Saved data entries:
----

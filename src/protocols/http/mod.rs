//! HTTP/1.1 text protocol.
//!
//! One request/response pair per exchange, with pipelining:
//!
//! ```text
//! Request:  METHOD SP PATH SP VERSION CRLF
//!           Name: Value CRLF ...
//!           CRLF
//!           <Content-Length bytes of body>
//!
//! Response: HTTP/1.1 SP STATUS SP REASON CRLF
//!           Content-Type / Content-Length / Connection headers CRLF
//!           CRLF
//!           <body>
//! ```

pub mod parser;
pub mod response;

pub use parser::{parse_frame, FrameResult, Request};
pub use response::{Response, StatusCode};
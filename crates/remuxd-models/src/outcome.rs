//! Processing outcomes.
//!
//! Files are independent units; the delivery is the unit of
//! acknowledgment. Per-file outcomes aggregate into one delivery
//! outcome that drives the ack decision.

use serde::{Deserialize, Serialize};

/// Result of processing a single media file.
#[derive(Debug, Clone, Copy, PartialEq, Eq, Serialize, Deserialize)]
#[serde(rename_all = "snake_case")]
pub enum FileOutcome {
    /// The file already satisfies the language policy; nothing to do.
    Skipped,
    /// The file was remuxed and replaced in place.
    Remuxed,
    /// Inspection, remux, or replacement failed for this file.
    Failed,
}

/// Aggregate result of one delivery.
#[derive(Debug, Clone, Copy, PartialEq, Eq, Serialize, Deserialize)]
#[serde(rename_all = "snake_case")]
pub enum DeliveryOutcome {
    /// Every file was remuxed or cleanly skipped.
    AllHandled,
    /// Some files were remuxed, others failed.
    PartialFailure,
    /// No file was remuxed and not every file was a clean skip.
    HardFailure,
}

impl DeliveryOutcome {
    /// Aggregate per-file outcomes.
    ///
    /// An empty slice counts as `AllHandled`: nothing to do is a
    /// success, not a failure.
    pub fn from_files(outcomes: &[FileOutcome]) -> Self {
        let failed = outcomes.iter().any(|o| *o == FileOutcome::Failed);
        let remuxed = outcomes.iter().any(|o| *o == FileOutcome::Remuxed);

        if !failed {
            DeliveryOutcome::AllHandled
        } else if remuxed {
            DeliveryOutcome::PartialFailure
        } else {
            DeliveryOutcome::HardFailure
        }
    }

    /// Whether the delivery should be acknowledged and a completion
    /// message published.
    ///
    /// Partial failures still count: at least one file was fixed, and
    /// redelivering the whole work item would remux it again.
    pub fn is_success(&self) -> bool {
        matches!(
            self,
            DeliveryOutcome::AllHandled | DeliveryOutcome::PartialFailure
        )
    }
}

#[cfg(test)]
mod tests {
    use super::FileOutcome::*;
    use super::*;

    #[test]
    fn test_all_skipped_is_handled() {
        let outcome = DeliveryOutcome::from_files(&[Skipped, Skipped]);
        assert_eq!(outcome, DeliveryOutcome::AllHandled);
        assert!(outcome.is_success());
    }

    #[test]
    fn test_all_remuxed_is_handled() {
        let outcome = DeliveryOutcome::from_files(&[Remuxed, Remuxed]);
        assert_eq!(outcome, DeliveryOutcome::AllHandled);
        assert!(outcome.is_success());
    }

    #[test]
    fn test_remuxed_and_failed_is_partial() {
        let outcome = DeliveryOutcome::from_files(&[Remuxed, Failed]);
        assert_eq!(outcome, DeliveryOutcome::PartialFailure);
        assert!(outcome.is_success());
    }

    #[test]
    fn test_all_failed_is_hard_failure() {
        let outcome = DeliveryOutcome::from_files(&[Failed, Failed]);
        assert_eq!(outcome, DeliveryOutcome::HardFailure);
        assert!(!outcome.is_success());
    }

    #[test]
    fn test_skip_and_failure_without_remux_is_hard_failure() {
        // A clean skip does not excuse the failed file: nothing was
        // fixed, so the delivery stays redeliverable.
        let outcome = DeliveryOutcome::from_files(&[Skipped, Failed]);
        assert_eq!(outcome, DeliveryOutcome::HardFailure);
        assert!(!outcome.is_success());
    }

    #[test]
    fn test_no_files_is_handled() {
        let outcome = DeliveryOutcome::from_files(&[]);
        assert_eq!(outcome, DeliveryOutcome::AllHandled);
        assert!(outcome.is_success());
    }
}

----

Set down every record above, word for word.

filename src/protocols/http/mod.rs
//! HTTP/1.1 text protocol.
//!
//! One request/response pair per exchange, with pipelining:
//!
//! ```text
//! Request:  METHOD SP PATH SP VERSION CRLF
//!           Name: Value CRLF ...
//!           CRLF
//!           <Content-Length bytes of body>
//!
//! Response: HTTP/1.1 SP STATUS SP REASON CRLF
//!           Content-Type / Content-Length / Connection headers CRLF
//!           CRLF
//!           <body>
//! ```

pub mod parser;
pub mod response;

pub use parser::{parse_frame, FrameResult, Request};
pub use response::{Response, StatusCode};
filename crates/remuxd-models/src/outcome.rs
//! Processing outcomes.
//!
//! Files are independent units; the delivery is the unit of
//! acknowledgment. Per-file outcomes aggregate into one delivery
//! outcome that drives the ack decision.

use serde::{Deserialize, Serialize};

/// Result of processing a single media file.
#[derive(Debug, Clone, Copy, PartialEq, Eq, Serialize, Deserialize)]
#[serde(rename_all = "snake_case")]
pub enum FileOutcome {
    /// The file already satisfies the language policy; nothing to do.
    Skipped,
    /// The file was remuxed and replaced in place.
    Remuxed,
    /// Inspection, remux, or replacement failed for this file.
    Failed,
}

/// Aggregate result of one delivery.
#[derive(Debug, Clone, Copy, PartialEq, Eq, Serialize, Deserialize)]
#[serde(rename_all = "snake_case")]
pub enum DeliveryOutcome {
    /// Every file was remuxed or cleanly skipped.
    AllHandled,
    /// Some files were remuxed, others failed.
    PartialFailure,
    /// No file was remuxed and not every file was a clean skip.
    HardFailure,
}

impl DeliveryOutcome {
    /// Aggregate per-file outcomes.
    ///
    /// An empty slice counts as `AllHandled`: nothing to do is a
    /// success, not a failure.
    pub fn from_files(outcomes: &[FileOutcome]) -> Self {
        let failed = outcomes.iter().any(|o| *o == FileOutcome::Failed);
        let remuxed = outcomes.iter().any(|o| *o == FileOutcome::Remuxed);

        if !failed {
            DeliveryOutcome::AllHandled
        } else if remuxed {
            DeliveryOutcome::PartialFailure
        } else {
            DeliveryOutcome::HardFailure
        }
    }

    /// Whether the delivery should be acknowledged and a completion
    /// message published.
    ///
    /// Partial failures still count: at least one file was fixed, and
    /// redelivering the whole work item would remux it again.
    pub fn is_success(&self) -> bool {
        matches!(
            self,
            DeliveryOutcome::AllHandled | DeliveryOutcome::PartialFailure
        )
    }
}

#[cfg(test)]
mod tests {
    use super::FileOutcome::*;
    use super::*;

    #[test]
    fn test_all_skipped_is_handled() {
        let outcome = DeliveryOutcome::from_files(&[Skipped, Skipped]);
        assert_eq!(outcome, DeliveryOutcome::AllHandled);
        assert!(outcome.is_success());
    }

    #[test]
    fn test_all_remuxed_is_handled() {
        let outcome = DeliveryOutcome::from_files(&[Remuxed, Remuxed]);
        assert_eq!(outcome, DeliveryOutcome::AllHandled);
        assert!(outcome.is_success());
    }

    #[test]
    fn test_remuxed_and_failed_is_partial() {
        let outcome = DeliveryOutcome::from_files(&[Remuxed, Failed]);
        assert_eq!(outcome, DeliveryOutcome::PartialFailure);
        assert!(outcome.is_success());
    }

    #[test]
    fn test_all_failed_is_hard_failure() {
        let outcome = DeliveryOutcome::from_files(&[Failed, Failed]);
        assert_eq!(outcome, DeliveryOutcome::HardFailure);
        assert!(!outcome.is_success());
    }

    #[test]
    fn test_skip_and_failure_without_remux_is_hard_failure() {
        // A clean skip does not excuse the failed file: nothing was
        // fixed, so the delivery stays redeliverable.
        let outcome = DeliveryOutcome::from_files(&[Skipped, Failed]);
        assert_eq!(outcome, DeliveryOutcome::HardFailure);
        assert!(!outcome.is_success());
    }

    #[test]
    fn test_no_files_is_handled() {
        let outcome = DeliveryOutcome::from_files(&[]);
        assert_eq!(outcome, DeliveryOutcome::AllHandled);
        assert!(outcome.is_success());
    }
}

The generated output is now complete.